Science panel calls for annual blood lead screening of children in Coeur d'Alene Basin

July 2005

U.S. Water News Online

BOISE, Idaho -- All children aged 1 to 4 in the Coeur d'Alene Basin corridor that stretches from Montana across Idaho to Spokane, Wash., should have their blood sampled for lead each year, a national science panel recommended.

The National Academies of Science committee also concluded in a new study that the only way to extinguish a "legacy of contamination" from decades of silver, lead and zinc mining is a massive, lengthy, expensive cleanup of the spidery Northern Rockies drainage.

The congressionally ordered study endorsed the Environmental Protection Agency's ambitious plan to greatly expand federal Superfund cleanup authority beyond the 21-square-mile "box" surrounding the Bunker Hill smelter and mining complex in Kellogg.

EPA began cleaning the smelter site in 1983 after it was placed on the national Superfund priorities list and has spent more than $250 million thus far. In 1998, the agency announced a $359 million expansion of the cleanup to encompass the basin, a decision that was met with widespread criticism by residents who feared the Superfund designation would create a social and economic stigma for the region.

EPA officials were still reviewing the study but said they were gratified by the panel's overall conclusions.

"Their report suggests that contrary to a position that you should narrow your activities, they say we really do need to take a big picture view of the system and look at how each piece of the problem is connected with the other pieces," said Dan Opalski, Pacific Northwest regional EPA Superfund director in Seattle.

Environmentalists also hailed the findings as validation of long-standing fears that mine tailings dumped into the Coeur d'Alene River and along stream banks beginning in the 19th century are slowly poisoning people, fish and animals. The conclusion by the Academies' National Research Council was a blow, however, to Silver Valley residents and organizations that oppose the sprawling Superfund designation and to members of Idaho's congressional delegation, which had requested the $850,000 study in 2002 to challenge EPA's cleanup expansion plans.
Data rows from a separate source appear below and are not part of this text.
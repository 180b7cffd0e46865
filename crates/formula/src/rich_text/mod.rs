//! Rich-text document model exchanged with the visual formula editor.
//!
//! A document is a tree of [`Node`]s serialised as JSON. [`to_rich_text`] renders a parsed
//! formula into a document and [`from_rich_text`] reads a document back into formula text.
//! Both directions come in a `simple` flavour (free text with data references) and an
//! `advanced` flavour (every call, comma and bracket is an atomic node).

use serde::{Deserialize, Serialize};

mod from_rich_text;
mod to_rich_text;

pub use from_rich_text::from_rich_text;
pub use to_rich_text::to_rich_text;

/// Zero-width space: an invisible caret position next to atomic nodes.
pub const ZWS: &str = "\u{200B}";

/// Which editor the document is built for.
#[derive(Debug, Clone, Copy, PartialEq, Eq, Default, Serialize, Deserialize)]
#[serde(rename_all = "lowercase")]
pub enum EditorMode {
    #[default]
    Simple,
    Advanced,
}

impl std::str::FromStr for EditorMode {
    type Err = anyhow::Error;

    fn from_str(s: &str) -> Result<Self, Self::Err> {
        match s.to_lowercase().as_str() {
            "simple" => Ok(EditorMode::Simple),
            "advanced" => Ok(EditorMode::Advanced),
            _ => Err(anyhow::anyhow!("Unknown editor mode: {}", s)),
        }
    }
}

/// Node types understood by the editor.
///
/// Types contributed by individual functions deserialise into [`NodeType::Custom`].
#[derive(Debug, Clone, PartialEq, Eq, Serialize, Deserialize)]
pub enum NodeType {
    #[serde(rename = "doc")]
    Doc,
    #[serde(rename = "wrapper")]
    Wrapper,
    #[serde(rename = "text")]
    Text,
    #[serde(rename = "newLine")]
    NewLine,
    #[serde(rename = "hardBreak")]
    HardBreak,
    #[serde(rename = "function-formula-component")]
    FunctionComponent,
    #[serde(rename = "function-argument-comma")]
    ArgumentComma,
    #[serde(rename = "function-closing-paren")]
    ClosingParen,
    #[serde(rename = "group-opening-paren")]
    GroupOpeningParen,
    #[serde(rename = "group-closing-paren")]
    GroupClosingParen,
    #[serde(rename = "operator-formula-component")]
    OperatorComponent,
    #[serde(rename = "get-formula-component")]
    GetComponent,
    #[serde(untagged)]
    Custom(String),
}

impl NodeType {
    pub fn as_str(&self) -> &str {
        match self {
            NodeType::Doc => "doc",
            NodeType::Wrapper => "wrapper",
            NodeType::Text => "text",
            NodeType::NewLine => "newLine",
            NodeType::HardBreak => "hardBreak",
            NodeType::FunctionComponent => "function-formula-component",
            NodeType::ArgumentComma => "function-argument-comma",
            NodeType::ClosingParen => "function-closing-paren",
            NodeType::GroupOpeningParen => "group-opening-paren",
            NodeType::GroupClosingParen => "group-closing-paren",
            NodeType::OperatorComponent => "operator-formula-component",
            NodeType::GetComponent => "get-formula-component",
            NodeType::Custom(name) => name,
        }
    }
}

/// Node attributes. Only the ones relevant for a node type are set.
#[derive(Debug, Clone, Default, PartialEq, Serialize, Deserialize)]
#[serde(rename_all = "camelCase")]
pub struct Attrs {
    #[serde(default, skip_serializing_if = "Option::is_none")]
    pub function_name: Option<String>,
    #[serde(default, skip_serializing_if = "Option::is_none")]
    pub has_no_args: Option<bool>,
    #[serde(default, skip_serializing_if = "Option::is_none")]
    pub no_args: Option<bool>,
    #[serde(default, skip_serializing_if = "Option::is_none")]
    pub operator_symbol: Option<String>,
    #[serde(default, skip_serializing_if = "Option::is_none")]
    pub path: Option<String>,
    #[serde(default, skip_serializing_if = "Option::is_none")]
    pub is_selected: Option<bool>,
}

/// A node of the rich-text tree.
#[derive(Debug, Clone, PartialEq, Serialize, Deserialize)]
pub struct Node {
    #[serde(rename = "type")]
    pub kind: NodeType,
    #[serde(default, skip_serializing_if = "Option::is_none")]
    pub attrs: Option<Attrs>,
    #[serde(default, skip_serializing_if = "Option::is_none")]
    pub content: Option<Vec<Node>>,
    #[serde(default, skip_serializing_if = "Option::is_none")]
    pub text: Option<String>,
}

impl Node {
    pub fn new(kind: NodeType) -> Self {
        Self {
            kind,
            attrs: None,
            content: None,
            text: None,
        }
    }

    pub fn text(text: impl Into<String>) -> Self {
        Self {
            text: Some(text.into()),
            ..Self::new(NodeType::Text)
        }
    }

    /// A text node holding only the zero-width space.
    pub fn zws() -> Self {
        Self::text(ZWS)
    }

    pub fn doc(content: Vec<Node>) -> Self {
        Self {
            content: Some(content),
            ..Self::new(NodeType::Doc)
        }
    }

    pub fn wrapper(content: Vec<Node>) -> Self {
        Self {
            content: Some(content),
            ..Self::new(NodeType::Wrapper)
        }
    }

    pub fn with_attrs(mut self, attrs: Attrs) -> Self {
        self.attrs = Some(attrs);
        self
    }

    /// Children, empty when the node has no content.
    pub fn children(&self) -> &[Node] {
        self.content.as_deref().unwrap_or_default()
    }

    /// The text of a text node.
    pub fn text_content(&self) -> Option<&str> {
        match self.kind {
            NodeType::Text => self.text.as_deref(),
            _ => None,
        }
    }

    pub fn is_zws(&self) -> bool {
        self.text_content() == Some(ZWS)
    }

    pub fn attrs(&self) -> Attrs {
        self.attrs.clone().unwrap_or_default()
    }
}

/// Output of rendering one sub-expression: a single node or a run of sibling nodes.
#[derive(Debug, Clone, PartialEq)]
pub enum Fragment {
    Node(Node),
    Nodes(Vec<Node>),
}

impl Fragment {
    /// The single node, if this fragment is one.
    pub fn as_node(&self) -> Option<&Node> {
        match self {
            Fragment::Node(node) => Some(node),
            Fragment::Nodes(_) => None,
        }
    }

    pub fn into_nodes(self) -> Vec<Node> {
        match self {
            Fragment::Node(node) => vec![node],
            Fragment::Nodes(nodes) => nodes,
        }
    }
}

impl From<Node> for Fragment {
    fn from(node: Node) -> Self {
        Fragment::Node(node)
    }
}

#[cfg(test)]
mod tests {
    use super::*;

    #[test]
    fn node_json_uses_editor_names() {
        let node = Node::new(NodeType::FunctionComponent).with_attrs(Attrs {
            function_name: Some("upper".into()),
            has_no_args: Some(false),
            ..Default::default()
        });
        let json = serde_json::to_value(&node).unwrap();
        assert_eq!(
            json,
            serde_json::json!({
                "type": "function-formula-component",
                "attrs": {"functionName": "upper", "hasNoArgs": false}
            })
        );
    }

    #[test]
    fn unknown_node_types_are_kept() {
        let node: Node = serde_json::from_str(r#"{"type": "my-component"}"#).unwrap();
        assert_eq!(node.kind, NodeType::Custom("my-component".into()));
        assert_eq!(node.kind.as_str(), "my-component");

        let known: Node = serde_json::from_str(r#"{"type": "hardBreak"}"#).unwrap();
        assert_eq!(known.kind, NodeType::HardBreak);
    }
}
"We remain committed to working with the (Coeur d'Alene) Basin Commission in monitoring this process and to ensuring that the well-being of the people of the Coeur d'Alene Basin is its highest priority," Sens. Larry Craig and Mike Crapo and Reps. Mike Simpson and C.L. "Butch" Otter said in a terse statement.

"They are the ones that asked for this and our feeling was they wanted to use the National Academies to undermine the science of EPA," said John Osborn, a Spokane physician and Sierra Club conservation chairman for Idaho and Eastern Washington. "We've inflicted a chronic disease on this watershed and it's going to require a long-term effort with state and federal leadership to fix it."

The study, presented recently at a public meeting at North Idaho College in Coeur d'Alene, said the current random rate of childhood blood testing is insufficient to measure potentially harmful effects of lead poisoning. It also commended EPA's program to replace contaminated soil with new dirt in the yards of homes in the basin. It called for greater monitoring of chronic psychological stress related to living in or around Superfund zones and more research into measuring human arsenic exposure.

Researchers said EPA needed to do more to identify threats to the basin environment by pinpointing places where zinc is leaching into groundwater and removing or stabilizing the biggest accumulations of lead-contaminated riverbed sediment.

But researchers stopped short of calling for dredging the accumulations of heavy metal contamination that have settled in Lake Coeur d'Alene, hub of the basin's booming recreational industry.

"Right now there's insufficient information on the toxicology of the lake, the geochemistry of the lake, the kind of organisms that are present, and what the potential effect of lake changes are, including impacts from including human development, to come up with a credible plan to remediate the lake," said David Tollerud, a University of Kentucky public health and pharmacology professor who chaired the study committee.

One of the biggest challenges EPA has, the study found, is to find a safe place to put the millions of tons of contaminated dirt that must be removed from shorelines, streambeds, neighborhoods and flood zones in the mountainous watershed.

"Just like siting any repository at any Superfund site, you have community interest and topographic interest, but we need to remove or contain these materials to ensure people and wildlife are no longer exposed to them," said Anne Dailey, EPA environmental scientist and Coeur d'Alene Basin project manager.